Thinknum Alternative Data has chronicled time and again the prowess of Evan Spiegel's popular social network - although it is clearly under assault from competitors like TikTok, as well as other digital legacy players. One look at Snap's sales jobs stats showed the company was likely in for an earnings beat, and Thinknum data foreshadowed a big summer - before shares began to tail off. After bottoming out to start the year, Snap ($NYSE:SNAP) stock soared roughly 180% in 2019, and ratings submitted by users in the Apple Store continue to reflect ongoing engagement. Thinknum Alternative Data also tracks Snap's ratings - which are sub-3.0, but rising, according to the Apple Store data.

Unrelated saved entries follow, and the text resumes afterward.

use std::io::{self, Write};

use anyhow::Result;
use serde::Serialize;
use tracing::info;

use crate::cli::StatusArgs;
use crate::commands::editor::write_editor_section;
use crate::commands::load_dashboard;
use crate::util::write_json_stdout;
use crate::view::{EditorSection, ProjectStatusView, editor_section, project_status};

#[derive(Debug, Serialize)]
struct StatusResponse {
    project: ProjectStatusView,
    editor: EditorSection,
}

pub fn run(args: StatusArgs) -> Result<()> {
    let data = load_dashboard(&args.source)?;

    let response = StatusResponse {
        project: project_status(&data, args.progress_policy),
        editor: editor_section(&data),
    };

    info!(
        chapters = response.project.counts.total,
        drafted = response.project.counts.drafted,
        qaed = response.project.counts.qaed,
        reviewed = response.project.counts.reviewed,
        complete = response.project.counts.complete,
        overall_percent = response.project.overall_percent,
        policy = response.project.progress_policy,
        "project status computed"
    );

    if args.source.json {
        return write_json_stdout(&response);
    }

    let mut output = io::BufWriter::new(io::stdout().lock());
    write_text_response(&mut output, &response)?;
    output.flush()?;
    Ok(())
}

fn write_text_response<W: Write>(output: &mut W, response: &StatusResponse) -> Result<()> {
    let project = &response.project;

    writeln!(output, "Last updated: {}", project.last_updated)?;
    writeln!(
        output,
        "Overall progress: {}% ({})",
        project.overall_percent, project.progress_policy
    )?;
    for pie in &project.stages {
        writeln!(
            output,
            "  {:<9} {:>3}%  {} of {}",
            pie.label, pie.percent, pie.value, pie.total
        )?;
    }
    writeln!(output)?;
    write_editor_section(output, &response.editor)
}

Teaching Grand Canyon Education a Lesson
On the short side, Left's fund bet against Grand Canyon Education ($NASDAQ:LOPE), the Arizona-based educational support services company. Sure enough, this summer, the company's shares hit a recent peak of more than $127 per share, only to slide 25%. Our chart above tracks job postings at Grand Canyon - which are showing a clear down-trend year-over-year, for a few years now.
Left's correct calls of note include Valeant Pharmaceuticals (now going under a new name after Left and others criticized the company's sales and accounting methods), which suckered in so-called seasoned hedge fund pros, among others. Armed with returns that outperform the market and a reputation for calling bull, it's likely another CEO will soon stumble into his fund's latest bear trap.
About the Data:
Thinknum tracks companies using the information they post online - jobs, social and web traffic, product sales and app ratings - and creates data sets that measure factors like hiring, revenue and foot traffic. Data sets may not be fully comprehensive (they only account for what is available on the web), but they can be used to gauge performance factors like staffing and sales.